A dreamy expression came over the prince’s face. “Vasilisa.”
“Yes. The tsarevna Vasilisa has been kidnapped by Koschey the Deathless and on pain of death -”
“Banishment, really,” said the prince.
“Death,” repeated the soldier, “we are sworn to rescue her. We met two…”
“Gentlemen, really,” said the prince.
“Gentlemen,” agreed the soldier, “one with no eyes and one with no legs -”
“And they sent you to us,” said the queen. “They really are the sweetest neighbors.”
“Undoubtedly,” said the soldier, thinking of their teeth.
“Assuredly,” said the prince, thinking of his horse.
The queen thought for a moment, and said, “Koschey the Deathless has never traveled in our lands to my knowledge, nor is he a visitor in my homeland. It is possible that my husband, the King Fisher will know. In the meantime, it is clear that you have traveled far. Allow me to extend our hospitality. We will give you rooms to rest in, clean clothes to sleep in, and food and drink to dine upon.”
“As you say, Majesty,” bowed the Prince.
At that, the Queen’s dress seemed to fall away – or at least two parts of it fell away. Out of the dizzying array of shifting patterns, two shapes emerged, one for Prince Ivan and the other for the soldier. A sleek brown otter, fur still wet and dripping, hopped over to the prince. A bear cub, similarly damp, waddled before the soldier.

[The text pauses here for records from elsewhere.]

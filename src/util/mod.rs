//! Shared utilities: frame timing and colors.

pub mod color;
/// Frame pacing and the per-frame clock.
pub mod frame_timing;

pub use color::Color;
pub use frame_timing::{FrameClock, FrameTiming};
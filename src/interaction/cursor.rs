//! Scoped cursor-style requests.
//!
//! The cursor is the only process-wide visual state the scene touches.
//! Wrappers never write it directly: they hold a [`CursorRequest`] while
//! hovered, and dropping the request (on leave, or when the wrapper itself
//! is dropped) restores whatever the remaining requests ask for.

use std::{cell::RefCell, fmt, rc::Rc};

use crate::input::CursorStyle;

/// Host side of the cursor (a DOM body, a window, a test recorder).
pub trait CursorHost {
    /// Apply a cursor style.
    fn set_cursor(&mut self, style: CursorStyle);
}

/// Host that only logs, for headless runs.
#[derive(Debug, Default)]
pub struct LogCursorHost;

impl CursorHost for LogCursorHost {
    fn set_cursor(&mut self, style: CursorStyle) {
        log::debug!("cursor -> {}", style.as_css());
    }
}

struct CursorState {
    host: Box<dyn CursorHost>,
    requests: Vec<(u64, CursorStyle)>,
    next_id: u64,
    applied: CursorStyle,
}

impl CursorState {
    fn wanted(&self) -> CursorStyle {
        self.requests
            .last()
            .map_or(CursorStyle::Default, |&(_, style)| style)
    }

    fn sync(&mut self) {
        let wanted = self.wanted();
        if wanted != self.applied {
            self.applied = wanted;
            self.host.set_cursor(wanted);
        }
    }
}

/// Shared handle to the cursor. Clones refer to the same host.
#[derive(Clone)]
pub struct CursorContext {
    state: Rc<RefCell<CursorState>>,
}

impl fmt::Debug for CursorContext {
    fn fmt(&self, f: &mut fmt::Formatter<'_>) -> fmt::Result {
        let state = self.state.borrow();
        f.debug_struct("CursorContext")
            .field("applied", &state.applied)
            .field("requests", &state.requests.len())
            .finish()
    }
}

impl Default for CursorContext {
    fn default() -> Self {
        Self::new(LogCursorHost)
    }
}

impl CursorContext {
    /// Context driving `host`, starting from the default cursor.
    pub fn new(host: impl CursorHost + 'static) -> Self {
        Self {
            state: Rc::new(RefCell::new(CursorState {
                host: Box::new(host),
                requests: Vec::new(),
                next_id: 0,
                applied: CursorStyle::Default,
            })),
        }
    }

    /// Ask for `style` until the returned request is dropped. The most
    /// recent live request wins.
    #[must_use = "the cursor is restored as soon as the request is dropped"]
    pub fn request(&self, style: CursorStyle) -> CursorRequest {
        let mut state = self.state.borrow_mut();
        let id = state.next_id;
        state.next_id += 1;
        state.requests.push((id, style));
        state.sync();
        CursorRequest {
            state: Rc::clone(&self.state),
            id,
        }
    }

    /// Style currently applied to the host.
    #[must_use]
    pub fn current(&self) -> CursorStyle {
        self.state.borrow().applied
    }

    /// Number of live requests.
    #[must_use]
    pub fn active_requests(&self) -> usize {
        self.state.borrow().requests.len()
    }
}

/// A live cursor request; releases itself on drop.
pub struct CursorRequest {
    state: Rc<RefCell<CursorState>>,
    id: u64,
}

impl fmt::Debug for CursorRequest {
    fn fmt(&self, f: &mut fmt::Formatter<'_>) -> fmt::Result {
        f.debug_struct("CursorRequest").field("id", &self.id).finish()
    }
}

impl Drop for CursorRequest {
    fn drop(&mut self) {
        // A host panicking mid-sync would leave the cell borrowed.
        if let Ok(mut state) = self.state.try_borrow_mut() {
            state.requests.retain(|&(id, _)| id != self.id);
            state.sync();
        }
    }
}

#[cfg(test)]
mod tests {
    use super::*;

    #[derive(Clone, Default)]
    struct Recorder(Rc<RefCell<Vec<CursorStyle>>>);

    impl CursorHost for Recorder {
        fn set_cursor(&mut self, style: CursorStyle) {
            self.0.borrow_mut().push(style);
        }
    }

    #[test]
    fn request_and_release_restore_default() {
        let recorder = Recorder::default();
        let cursor = CursorContext::new(recorder.clone());
        let request = cursor.request(CursorStyle::Pointer);
        assert_eq!(cursor.current(), CursorStyle::Pointer);
        drop(request);
        assert_eq!(cursor.current(), CursorStyle::Default);
        assert_eq!(
            *recorder.0.borrow(),
            vec![CursorStyle::Pointer, CursorStyle::Default]
        );
    }

    #[test]
    fn overlapping_requests_hold_pointer_until_last_release() {
        let recorder = Recorder::default();
        let cursor = CursorContext::new(recorder.clone());
        let a = cursor.request(CursorStyle::Pointer);
        let b = cursor.request(CursorStyle::Pointer);
        drop(a);
        assert_eq!(cursor.current(), CursorStyle::Pointer);
        drop(b);
        assert_eq!(cursor.current(), CursorStyle::Default);
        assert_eq!(cursor.active_requests(), 0);
        // No redundant host writes while the style did not change.
        assert_eq!(recorder.0.borrow().len(), 2);
    }
}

It was at that moment that the men understood that the Queen’s dress was in no wise made of hides, but of the animals themselves. As for the patterns, what there was was an accident of light and shape, and if they paid close attention, they could hear the sound of rushing water and whistling wind. The fur that they took for hide and the feathers that they took for decoration were not the remains of some animal or another. Birds flocked around the queen and animals seemed to swim across her and the odd flash of silver and red were fish leaping out of the surface of her dress before diving back in and disappearing in its depths.
The otter and the bear galumphed ahead of the men into the palace and veered apart at one set of doors. The soldier and the prince hesitated, then followed their guides in their own separate ways. As it turned out, there was nothing to fear. In short order, they found themselves clean, rested, and full of food, having told their entire adventure to the queen who sat opposite them at a grand table.
“It is my turn, then,” she said. “My name is Ahtna.”